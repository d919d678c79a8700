//! Sentence extraction from raw reviews.
//!
//! Turns a review's pros/cons lists into normalized, tagged sentence drafts.
//! Pure transformation with no side effects; per-sentence tagging failures
//! drop only that sentence.

use tracing::{debug, warn};

use crate::traits::Tagger;
use crate::types::{Polarity, Review, SentenceDraft};

/// Extracts tagged sentence drafts from reviews.
///
/// Filter policy, per sentence:
/// - tagging yields no segment: skip
/// - tagging yields more than one segment (compound/multi-sentence string):
///   skip — single-sentence assumption, a deliberate simplification
/// - the single segment has fewer than two tokens: skip (too short to
///   cluster meaningfully)
///
/// # Example
///
/// ```
/// use review_clusters_core::extract::SentenceExtractor;
/// use review_clusters_core::stubs::WhitespaceTagger;
/// use review_clusters_core::types::{Polarity, Review};
/// use uuid::Uuid;
///
/// let tagger = WhitespaceTagger::new();
/// let extractor = SentenceExtractor::new(&tagger);
/// let review = Review {
///     id: Uuid::new_v4(),
///     product_name: "Phone X".into(),
///     category: "phones".into(),
///     pros: vec!["Battery lasts long".into(), "Good".into()],
///     cons: vec![],
/// };
///
/// let drafts = extractor.extract(&review, Polarity::Pos);
/// assert_eq!(drafts.len(), 1); // single-token "Good" is dropped
/// ```
pub struct SentenceExtractor<'a> {
    tagger: &'a dyn Tagger,
}

impl<'a> SentenceExtractor<'a> {
    /// Create an extractor over a shared tagger.
    pub fn new(tagger: &'a dyn Tagger) -> Self {
        Self { tagger }
    }

    /// Extract drafts for one polarity of one review.
    ///
    /// Emitted drafts preserve the order of the source list; their
    /// `position_in_review` is the index in that list, so gaps mark dropped
    /// sentences.
    pub fn extract(&self, review: &Review, polarity: Polarity) -> Vec<SentenceDraft> {
        let mut drafts = Vec::new();

        for (index, raw) in review.side(polarity).iter().enumerate() {
            let segments = match self.tagger.pos_tag(raw) {
                Ok(segments) => segments,
                Err(err) => {
                    warn!(
                        review_id = %review.id,
                        position = index,
                        error = %err,
                        "tagging failed, dropping sentence"
                    );
                    continue;
                }
            };

            if segments.is_empty() {
                continue;
            }
            if segments.len() > 1 {
                // Compound string; out of scope for the single-sentence model.
                debug!(review_id = %review.id, position = index, "multi-segment sentence dropped");
                continue;
            }

            let tokens = &segments[0];
            if tokens.len() < 2 {
                continue;
            }

            drafts.push(SentenceDraft {
                review_id: review.id,
                text: raw.clone(),
                lemmas: tokens.iter().map(|t| t.lemma.clone()).collect(),
                noun_lemmas: tokens
                    .iter()
                    .filter(|t| t.is_noun())
                    .map(|t| t.lemma.clone())
                    .collect(),
                position_in_review: index,
                polarity,
                product_name: review.product_name.clone(),
                category_name: review.category.clone(),
            });
        }

        drafts
    }
}
//! Closed name registries for embedding and clustering method selection.

use std::fmt;

use serde::{Deserialize, Serialize};

use crate::error::{EngineError, EngineResult};

/// How sentences are represented before partitioning.
#[derive(Debug, Clone, Copy, PartialEq, Eq, Hash, Serialize, Deserialize)]
#[serde(rename_all = "snake_case")]
pub enum EmbeddingMethod {
    /// Pairwise euclidean distance matrix rows.
    DistanceMatrix,
    /// Pairwise cosine similarity matrix rows.
    SimilarityMatrix,
    /// Raw sentence vectors.
    SentenceVectors,
}

impl EmbeddingMethod {
    /// Parse a method name.
    ///
    /// # Errors
    ///
    /// Returns `InvalidConfig` for an unrecognized name.
    pub fn parse(name: &str) -> EngineResult<Self> {
        match name {
            "sent2vec_dist" => Ok(Self::DistanceMatrix),
            "sent2vec_sim" => Ok(Self::SimilarityMatrix),
            "sent2vec_vec" => Ok(Self::SentenceVectors),
            other => Err(EngineError::invalid_config(format!(
                "unknown embedding method '{other}'"
            ))),
        }
    }

    /// Canonical name, as persisted on the experiment document.
    pub fn as_str(&self) -> &'static str {
        match self {
            Self::DistanceMatrix => "sent2vec_dist",
            Self::SimilarityMatrix => "sent2vec_sim",
            Self::SentenceVectors => "sent2vec_vec",
        }
    }
}

impl fmt::Display for EmbeddingMethod {
    fn fmt(&self, f: &mut fmt::Formatter<'_>) -> fmt::Result {
        f.write_str(self.as_str())
    }
}

/// Partitioning algorithm.
///
/// K-means is the only supported strategy today; the enum keeps the contract
/// open for others.
#[derive(Debug, Clone, Copy, PartialEq, Eq, Hash, Serialize, Deserialize)]
#[serde(rename_all = "snake_case")]
pub enum ClusterMethod {
    KMeans,
}

impl ClusterMethod {
    /// Parse a method name.
    ///
    /// # Errors
    ///
    /// Returns `InvalidConfig` for an unrecognized name.
    pub fn parse(name: &str) -> EngineResult<Self> {
        match name {
            "kmeans" => Ok(Self::KMeans),
            other => Err(EngineError::invalid_config(format!(
                "unknown cluster method '{other}'"
            ))),
        }
    }

    /// Canonical name, as persisted on the experiment document.
    pub fn as_str(&self) -> &'static str {
        match self {
            Self::KMeans => "kmeans",
        }
    }
}

impl fmt::Display for ClusterMethod {
    fn fmt(&self, f: &mut fmt::Formatter<'_>) -> fmt::Result {
        f.write_str(self.as_str())
    }
}

/// Known embedding model names.
///
/// The model itself is an external collaborator; this registry only guards
/// against typos before a run starts.
#[derive(Debug, Clone, Copy, PartialEq, Eq, Hash, Serialize, Deserialize)]
#[serde(rename_all = "kebab-case")]
pub enum EmbeddingModel {
    /// Pretrained fastText common-crawl sentence model.
    FasttextCc,
    /// Deterministic hashing model for tests and development.
    StubHash,
}

impl EmbeddingModel {
    /// Parse a model name.
    ///
    /// # Errors
    ///
    /// Returns `InvalidConfig` for an unrecognized name.
    pub fn parse(name: &str) -> EngineResult<Self> {
        match name {
            "fasttext-cc" => Ok(Self::FasttextCc),
            "stub-hash" => Ok(Self::StubHash),
            other => Err(EngineError::invalid_config(format!(
                "unknown embedding model '{other}'"
            ))),
        }
    }

    /// Canonical name, as persisted on the experiment document.
    pub fn as_str(&self) -> &'static str {
        match self {
            Self::FasttextCc => "fasttext-cc",
            Self::StubHash => "stub-hash",
        }
    }
}

impl fmt::Display for EmbeddingModel {
    fn fmt(&self, f: &mut fmt::Formatter<'_>) -> fmt::Result {
        f.write_str(self.as_str())
    }
}

#[cfg(test)]
mod tests {
    use super::*;

    #[test]
    fn test_embedding_method_parse_roundtrip() {
        for name in ["sent2vec_dist", "sent2vec_sim", "sent2vec_vec"] {
            let method = EmbeddingMethod::parse(name).unwrap();
            assert_eq!(method.as_str(), name);
        }
    }

    #[test]
    fn test_unknown_names_fail_fast() {
        assert!(EmbeddingMethod::parse("word2vec").is_err());
        assert!(ClusterMethod::parse("dbscan").is_err());
        assert!(EmbeddingModel::parse("bert-base").is_err());

        let err = ClusterMethod::parse("dbscan").unwrap_err();
        assert_eq!(err.kind(), "invalid_config");
        assert!(err.to_string().contains("dbscan"));

        println!("[PASS] test_unknown_names_fail_fast - {}", err);
    }

    #[test]
    fn test_cluster_method_parse() {
        assert_eq!(ClusterMethod::parse("kmeans").unwrap(), ClusterMethod::KMeans);
        assert_eq!(ClusterMethod::KMeans.to_string(), "kmeans");
    }

    #[test]
    fn test_embedding_model_parse() {
        assert_eq!(
            EmbeddingModel::parse("fasttext-cc").unwrap(),
            EmbeddingModel::FasttextCc
        );
        assert_eq!(EmbeddingModel::StubHash.as_str(), "stub-hash");
    }
}
//! Review Clusters Core Library
//!
//! Provides domain types, traits, and the in-process algorithms for the
//! review clustering and topic lifecycle engine.
//!
//! # Architecture
//!
//! This crate defines:
//! - Domain types (`Experiment`, `Cluster`, `Topic`, `Sentence`, `Review`)
//! - Collaborator traits (`DocumentStore`, `Tagger`, `EmbeddingBackend`, `TopicModel`)
//! - Error types and result alias (`EngineError`, `EngineResult`)
//! - Sentence extraction from raw reviews (`SentenceExtractor`)
//! - Embedding-based clustering (`EmbeddingClusterer`, `KMeans`)
//! - Topic distillation and naming (`TopicDistiller`)
//! - Deterministic stub collaborators for tests and development
//!
//! # Example
//!
//! ```
//! use review_clusters_core::extract::SentenceExtractor;
//! use review_clusters_core::stubs::WhitespaceTagger;
//! use review_clusters_core::types::{Polarity, Review};
//!
//! let tagger = WhitespaceTagger;
//! let extractor = SentenceExtractor::new(&tagger);
//!
//! let review = Review {
//!     id: uuid::Uuid::new_v4(),
//!     product_name: "AcmePhone".to_string(),
//!     category: "phones".to_string(),
//!     pros: vec!["Battery lasts long".to_string(), "Good".to_string()],
//!     cons: vec![],
//! };
//!
//! // Single-token segments are filtered out.
//! let drafts = extractor.extract(&review, Polarity::Pos);
//! assert_eq!(drafts.len(), 1);
//! ```

pub mod clustering;
pub mod distill;
pub mod error;
pub mod extract;
pub mod stubs;
pub mod traits;
pub mod types;

// Re-exports for convenience
pub use clustering::{ClusterMethod, EmbeddingClusterer, EmbeddingMethod, EmbeddingModel, KMeans};
pub use distill::{ClusterBucket, DistilledTopics, TopicDistiller};
pub use error::{EngineError, EngineResult};
pub use extract::SentenceExtractor;
pub use traits::{DocumentStore, EmbeddingBackend, Tagger, TopicModel};
pub use types::{Cluster, Experiment, Polarity, Review, Sentence, SentenceDraft, Topic};
//! Deterministic hash-based embedding backend.

use std::collections::hash_map::DefaultHasher;
use std::hash::{Hash, Hasher};

use crate::error::EngineResult;
use crate::traits::EmbeddingBackend;

const STUB_DIMENSIONS: usize = 64;

/// Embedding backend that hashes lemmas into a fixed-width bag-of-words
/// vector.
///
/// The same lemma sequence always maps to the same vector, and sequences
/// sharing lemmas land near each other, which is all the clustering tests
/// need. Vectors are L2-normalized; an empty sequence embeds to the zero
/// vector.
#[derive(Debug, Default, Clone, Copy)]
pub struct HashEmbeddingBackend;

impl HashEmbeddingBackend {
    pub fn new() -> Self {
        Self
    }
}

impl EmbeddingBackend for HashEmbeddingBackend {
    fn embed(&self, lemmas: &[String]) -> EngineResult<Vec<f32>> {
        let mut vector = vec![0.0f32; STUB_DIMENSIONS];

        for lemma in lemmas {
            let mut hasher = DefaultHasher::new();
            lemma.hash(&mut hasher);
            let h = hasher.finish();

            let index = (h % STUB_DIMENSIONS as u64) as usize;
            let sign = if h & (1 << 63) == 0 { 1.0 } else { -1.0 };
            vector[index] += sign;
        }

        let norm = vector.iter().map(|x| x * x).sum::<f32>().sqrt();
        if norm > 0.0 {
            for x in vector.iter_mut() {
                *x /= norm;
            }
        }

        Ok(vector)
    }

    fn dimensions(&self) -> usize {
        STUB_DIMENSIONS
    }

    fn model_id(&self) -> &str {
        "stub-hash"
    }
}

============

Look through the material above and print exactly the lines from the one containing "pub mod stubs;" to the one containing "hash-based embedding backend.", both included, and nothing more.

pub mod stubs;
pub mod traits;
pub mod types;

// Re-exports for convenience
pub use clustering::{ClusterMethod, EmbeddingClusterer, EmbeddingMethod, EmbeddingModel, KMeans};
pub use distill::{ClusterBucket, DistilledTopics, TopicDistiller};
pub use error::{EngineError, EngineResult};
pub use extract::SentenceExtractor;
pub use traits::{DocumentStore, EmbeddingBackend, Tagger, TopicModel};
pub use types::{Cluster, Experiment, Polarity, Review, Sentence, SentenceDraft, Topic};
//! Deterministic hash-based embedding backend.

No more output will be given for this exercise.